Given that making fast COVID-19 testing widely available will be a critical prerequisite for the safe reopening of the U.S. economy, it's no surprise that companies the manufacture those coronavirus tests are feeling the bright glare of investor attention. Quidel (QDEL) specializes in the diagnosis and detection of diseases, offering tests with fast turnaround times at the point of care, and some of its big wins in the COVID-19 diagnostics space have investors buzzing about the stock.
In mid-March, Quidel became one of the first companies to receive an Emergency Use Authorization (EUA) from the Food and Drug Administration for a COVID-19 diagnostic test. That test uses molecular polymerase chain reaction (PCR) technology and requires the patient's sample to be sent to a certified testing laboratory for processing. But since then, Quidel has focused on rapid immunoassay COVID-19 tests that can be analyzed in clinics while patients wait for their results.
On May 8, the company received an EUA for a COVID-19 antigen test that runs on its Sofia 2 rapid immunoassay analyzer -- an inexpensive desktop instrument. That new test can detect the SARS-CoV-2 virus in a mucous specimen in 15 minutes. About a month later, Quidel got an EUA for a test that uses its older Sophia 1 instruments, which increased the number of clinics and hospitals that can process its COVID-19 tests. Between the two models of Sofia analyzers, there's an installed base of 43,000 devices. They also work with tests to diagnose influenza A and B, respiratory syncytial virus (RSV), strep, and Lyme disease, among other conditions and diseases.
A huge government deal announced this week
The company's immunoassay antigen test is less accurate than molecular PCR tests and produces false negatives often enough that the company says that a negative result should be viewed as "presumptive," and ought to be confirmed with a molecular PCR test if recent exposure or the presence of symptoms suggest there's a risk of COVID-19. But its low cost and rapid speed make it ideal for high-volume screening in a variety of settings, a fact that has led the federal government to make a massive purchase of Sofia instruments and tests.
The Department of Health and Human Services (HHS) announced on Tuesday that it plans to buy Quidel's Sofia analyzers and COVID-19 antigen tests, along with products from competitor Becton, Dickenson (BDX 0.87%), and send them to every one of the country's 15,400 skilled nursing homes.
That should be a substantial boost for Quidel. HHS said that shipments of available units over the next six to eight weeks should reach most nursing homes. The government plans to provide the facilities with 400 tests to start with and make more tests available for under $25 each. By September, HHS expects to make 15 million to 20 million tests available each month, partly paid for by the federal government.
The news flow is a powerful tailwind
That wasn't the only boost Quidel has gotten from Washington. The Biomedical Advanced Research and Development Authority, an office of HHS, announced in June that it's funding Quidel's development of a single 15-minute, point-of-care test that will check for four respiratory viruses in one Sofia 2 assay. The goal of the $635,000 contribution from the agency is to help the company develop an all-in-one test for SARS-CoV-2, Influenza A, Influenza B, and RSV that will be ready to be awarded an EUA by April. The stock rose 28% in the two days after the BARDA funding was announced.

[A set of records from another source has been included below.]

//! Signaling collaborator
//!
//! The core only needs three outbound primitives and a stream of inbound
//! events. `SignalingMessage` is the JSON envelope used when the transport
//! carries text frames, and `SignalingRelay` wires two controllers together
//! in-process.

use crate::controller::IncomingCall;
use crate::error::CallError;
use crate::media::MediaKind;
use crate::negotiator::{IceCandidate, SessionDescription};
use async_trait::async_trait;
use log::debug;
use serde::{Deserialize, Serialize};
use tokio::sync::mpsc;

/// Outbound session-control messages
#[async_trait]
pub trait SignalingChannel: Send + Sync {
    async fn send_session_description(
        &self,
        session_id: &str,
        description: &SessionDescription,
    ) -> Result<(), CallError>;

    async fn send_ice_candidate(&self, session_id: &str, candidate: &IceCandidate) -> Result<(), CallError>;

    async fn send_hangup(&self, session_id: &str, reason: &str) -> Result<(), CallError>;
}

/// Inbound session-control event, addressed by session id
#[derive(Debug, Clone, PartialEq, Eq)]
pub enum SignalingEvent {
    Description {
        session_id: String,
        description: SessionDescription,
    },
    Candidate {
        session_id: String,
        candidate: IceCandidate,
    },
    Hangup {
        session_id: String,
        reason: String,
    },
}

impl SignalingEvent {
    pub fn session_id(&self) -> &str {
        match self {
            SignalingEvent::Description { session_id, .. }
            | SignalingEvent::Candidate { session_id, .. }
            | SignalingEvent::Hangup { session_id, .. } => session_id,
        }
    }
}

/// Signaling wire envelope
#[derive(Debug, Clone, PartialEq, Eq, Serialize, Deserialize)]
#[serde(tag = "type", rename_all = "kebab-case")]
pub enum SignalingMessage {
    /// Call invitation carrying the caller's offer
    Offer {
        session_id: String,
        sdp: String,
        from: String,
        media: MediaKind,
    },

    Answer {
        session_id: String,
        sdp: String,
    },

    IceCandidate {
        session_id: String,
        candidate: String,
        #[serde(rename = "sdpMid")]
        sdp_mid: Option<String>,
        #[serde(rename = "sdpMLineIndex")]
        sdp_mline_index: Option<u16>,
    },

    Hangup {
        session_id: String,
        #[serde(default)]
        reason: String,
    },

    /// Relay-level error
    Error {
        message: String,
        #[serde(default)]
        session_id: Option<String>,
    },
}

impl SignalingMessage {
    /// Parse a signaling message from JSON
    pub fn from_json(json: &str) -> Result<Self, CallError> {
        serde_json::from_str(json)
            .map_err(|e| CallError::SignalingUnavailable(format!("Invalid signaling message: {}", e)))
    }

    /// Serialize to JSON
    pub fn to_json(&self) -> Result<String, CallError> {
        serde_json::to_string(self)
            .map_err(|e| CallError::SignalingUnavailable(format!("Failed to serialize message: {}", e)))
    }

    pub fn description(session_id: &str, from: &str, description: &SessionDescription) -> Self {
        match description.kind {
            crate::negotiator::DescriptionKind::Offer => SignalingMessage::Offer {
                session_id: session_id.to_string(),
                sdp: description.sdp.clone(),
                from: from.to_string(),
                media: MediaKind::from_sdp(&description.sdp),
            },
            crate::negotiator::DescriptionKind::Answer => SignalingMessage::Answer {
                session_id: session_id.to_string(),
                sdp: description.sdp.clone(),
            },
        }
    }

    pub fn ice_candidate(session_id: &str, candidate: &IceCandidate) -> Self {
        SignalingMessage::IceCandidate {
            session_id: session_id.to_string(),
            candidate: candidate.candidate.clone(),
            sdp_mid: candidate.sdp_mid.clone(),
            sdp_mline_index: candidate.sdp_mline_index,
        }
    }

    pub fn session_id(&self) -> Option<&str> {
        match self {
            SignalingMessage::Offer { session_id, .. }
            | SignalingMessage::Answer { session_id, .. }
            | SignalingMessage::IceCandidate { session_id, .. }
            | SignalingMessage::Hangup { session_id, .. } => Some(session_id),
            SignalingMessage::Error { session_id, .. } => session_id.as_deref(),
        }
    }

    /// The invitation an offer represents, for the application to accept or decline
    pub fn incoming_call(&self) -> Option<IncomingCall> {
        match self {
            SignalingMessage::Offer {
                session_id,
                sdp,
                from,
                media,
            } => Some(IncomingCall {
                session_id: session_id.clone(),
                caller: from.clone(),
                media_kind: *media,
                offer: SessionDescription::offer(sdp.clone()),
            }),
            _ => None,
        }
    }

    /// Convert into a routable event. Relay errors have no session event.
    pub fn into_event(self) -> Option<SignalingEvent> {
        match self {
            SignalingMessage::Offer { session_id, sdp, .. } => Some(SignalingEvent::Description {
                session_id,
                description: SessionDescription::offer(sdp),
            }),
            SignalingMessage::Answer { session_id, sdp } => Some(SignalingEvent::Description {
                session_id,
                description: SessionDescription::answer(sdp),
            }),
            SignalingMessage::IceCandidate {
                session_id,
                candidate,
                sdp_mid,
                sdp_mline_index,
            } => Some(SignalingEvent::Candidate {
                session_id,
                candidate: IceCandidate {
                    candidate,
                    sdp_mid,
                    sdp_mline_index,
                },
            }),
            SignalingMessage::Hangup { session_id, reason } => Some(SignalingEvent::Hangup { session_id, reason }),
            SignalingMessage::Error { .. } => None,
        }
    }
}

/// In-process signaling between two parties
pub struct SignalingRelay;

impl SignalingRelay {
    /// Connect `a` and `b`. Each side gets its outbound endpoint and the
    /// receiver of JSON frames addressed to it.
    pub fn pair(
        a: &str,
        b: &str,
    ) -> (
        (RelayEndpoint, mpsc::UnboundedReceiver<String>),
        (RelayEndpoint, mpsc::UnboundedReceiver<String>),
    ) {
        let (to_a, a_inbound) = mpsc::unbounded_channel();
        let (to_b, b_inbound) = mpsc::unbounded_channel();
        (
            (RelayEndpoint::new(a, to_b), a_inbound),
            (RelayEndpoint::new(b, to_a), b_inbound),
        )
    }
}

/// One side of a `SignalingRelay`
pub struct RelayEndpoint {
    user: String,
    outbound: mpsc::UnboundedSender<String>,
}

impl RelayEndpoint {
    fn new(user: &str, outbound: mpsc::UnboundedSender<String>) -> Self {
        Self {
            user: user.to_string(),
            outbound,
        }
    }

    pub fn user(&self) -> &str {
        &self.user
    }

    fn deliver(&self, message: SignalingMessage) -> Result<(), CallError> {
        let json = message.to_json()?;
        debug!("{} -> relay: {}", self.user, json);
        self.outbound
            .send(json)
            .map_err(|_| CallError::SignalingUnavailable("relay peer is gone".to_string()))
    }
}

#[async_trait]
impl SignalingChannel for RelayEndpoint {
    async fn send_session_description(
        &self,
        session_id: &str,
        description: &SessionDescription,
    ) -> Result<(), CallError> {
        self.deliver(SignalingMessage::description(session_id, &self.user, description))
    }

    async fn send_ice_candidate(&self, session_id: &str, candidate: &IceCandidate) -> Result<(), CallError> {
        self.deliver(SignalingMessage::ice_candidate(session_id, candidate))
    }

    async fn send_hangup(&self, session_id: &str, reason: &str) -> Result<(), CallError> {
        self.deliver(SignalingMessage::Hangup {
            session_id: session_id.to_string(),
            reason: reason.to_string(),
        })
    }
}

Stock movements like that are sure to get investors talking. But Quidel was already buzz-worthy with its industry-leading move into COVID-19 antigen tests; the stock is up more than 220% for the year.
This decision this week that will send the healthcare company's products to nursing homes en masse could mark the first of many big deals for large-scale screening, and Quidel's next challenge may involve meeting the demand. In the company's last conference call, management said that Quidel is building about 1,000 Sofia analyzers a month, but hopes to ramp up production to 7,000 per month by September. That could be just the beginning.